# Problem description
Only these lines of the data below are wanted: the one with "assert_eq!(app.badge.unread(), 2);", the one with "app.handle_key(key(KeyCode::Char('j')), &session).await;", and any lines between them, each repeated exactly.

# Entries shown
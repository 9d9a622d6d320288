//! TUI application state

use crate::presenter::{BadgePresenter, InboxPresenter};
use crate::sync::{BusEvent, ClientSession};
use crossterm::event::{KeyCode, KeyEvent, KeyModifiers};

pub struct App {
    pub account: String,
    pub badge: BadgePresenter,
    pub inbox: InboxPresenter,
    pub should_quit: bool,
}

impl App {
    pub fn new(account: impl Into<String>, badge_cap: usize, preview_chars: usize) -> Self {
        Self {
            account: account.into(),
            badge: BadgePresenter::new().with_cap(badge_cap),
            inbox: InboxPresenter::new().with_preview_chars(preview_chars),
            should_quit: false,
        }
    }

    /// Feed one bus event to both presenters
    pub fn apply(&mut self, event: &BusEvent, session: &ClientSession) {
        self.badge.apply(event);
        self.inbox.apply(event);
        self.badge.sync_alert(session.alert());
    }

    /// Handle a key press
    pub async fn handle_key(&mut self, key: KeyEvent, session: &ClientSession) {
        // Any key is a user gesture
        session.alert().cue().arm();

        match key.code {
            KeyCode::Char('q') => self.should_quit = true,
            KeyCode::Char('c') if key.modifiers.contains(KeyModifiers::CONTROL) => {
                self.should_quit = true
            }
            KeyCode::Char('j') | KeyCode::Down => self.inbox.next(),
            KeyCode::Char('k') | KeyCode::Up => self.inbox.previous(),
            KeyCode::Enter => self.inbox.toggle_expanded(),
            KeyCode::Esc => self.inbox.dismiss_notice(),
            KeyCode::Char('o') => session.alert().acknowledge(),
            KeyCode::Char('r') => {
                let _ = self.inbox.mark_selected_read(session.mutator()).await;
            }
            KeyCode::Char('R') => {
                let _ = self.inbox.mark_all_read(session.mutator()).await;
            }
            KeyCode::Char('g') => session.poll().reconcile_now(false),
            _ => {}
        }

        self.badge.sync_alert(session.alert());
    }
}

#[cfg(test)]
mod tests {
    use super::*;
    use crate::inbox::{AccountId, MemoryStore, Message, MessageKind};
    use std::sync::Arc;
    use std::time::Duration;

    fn key(code: KeyCode) -> KeyEvent {
        KeyEvent::new(code, KeyModifiers::NONE)
    }

    async fn mounted() -> (Arc<MemoryStore>, ClientSession) {
        let account = AccountId::new("acct-1");
        let store = Arc::new(MemoryStore::new());
        store.set_messages(
            &account,
            vec![
                Message::new(MessageKind::Admin, "second").with_id("m2"),
                Message::new(MessageKind::Admin, "first").with_id("m1"),
            ],
        );
        let session = ClientSession::builder(account, store.clone())
            .with_poll_interval(Duration::from_secs(3600))
            .mount();
        session.reconcile_now(false).await;
        (store, session)
    }

    #[tokio::test]
    async fn test_keys_drive_presenters() {
        let (store, session) = mounted().await;
        let mut app = App::new("acct-1", 99, 80);
        let (_sub, mut rx) = session.subscribe_channel();
        app.apply(&rx.recv().await.unwrap(), &session);

        assert_eq!(app.badge.unread(), 2);
        assert!(app.badge.is_ringing());
        assert!(!session.alert().cue().is_armed());

        app.handle_key(key(KeyCode::Char('o')), &session).await;
        assert!(session.alert().cue().is_armed());
        assert!(!app.badge.is_ringing());

        app.handle_key(key(KeyCode::Char('j')), &session).await;
        app.handle_key(key(KeyCode::Char('r')), &session).await;
        assert!(!store.messages(session.account()).unwrap()[1].unread);
        assert_eq!(app.inbox.unread_count(), 1);

        app.handle_key(key(KeyCode::Char('q')), &session).await;
        assert!(app.should_quit);
        session.teardown().await;
    }
}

# Problem solution
        assert_eq!(app.badge.unread(), 2);
        assert!(app.badge.is_ringing());
        assert!(!session.alert().cue().is_armed());

        app.handle_key(key(KeyCode::Char('o')), &session).await;
        assert!(session.alert().cue().is_armed());
        assert!(!app.badge.is_ringing());

        app.handle_key(key(KeyCode::Char('j')), &session).await;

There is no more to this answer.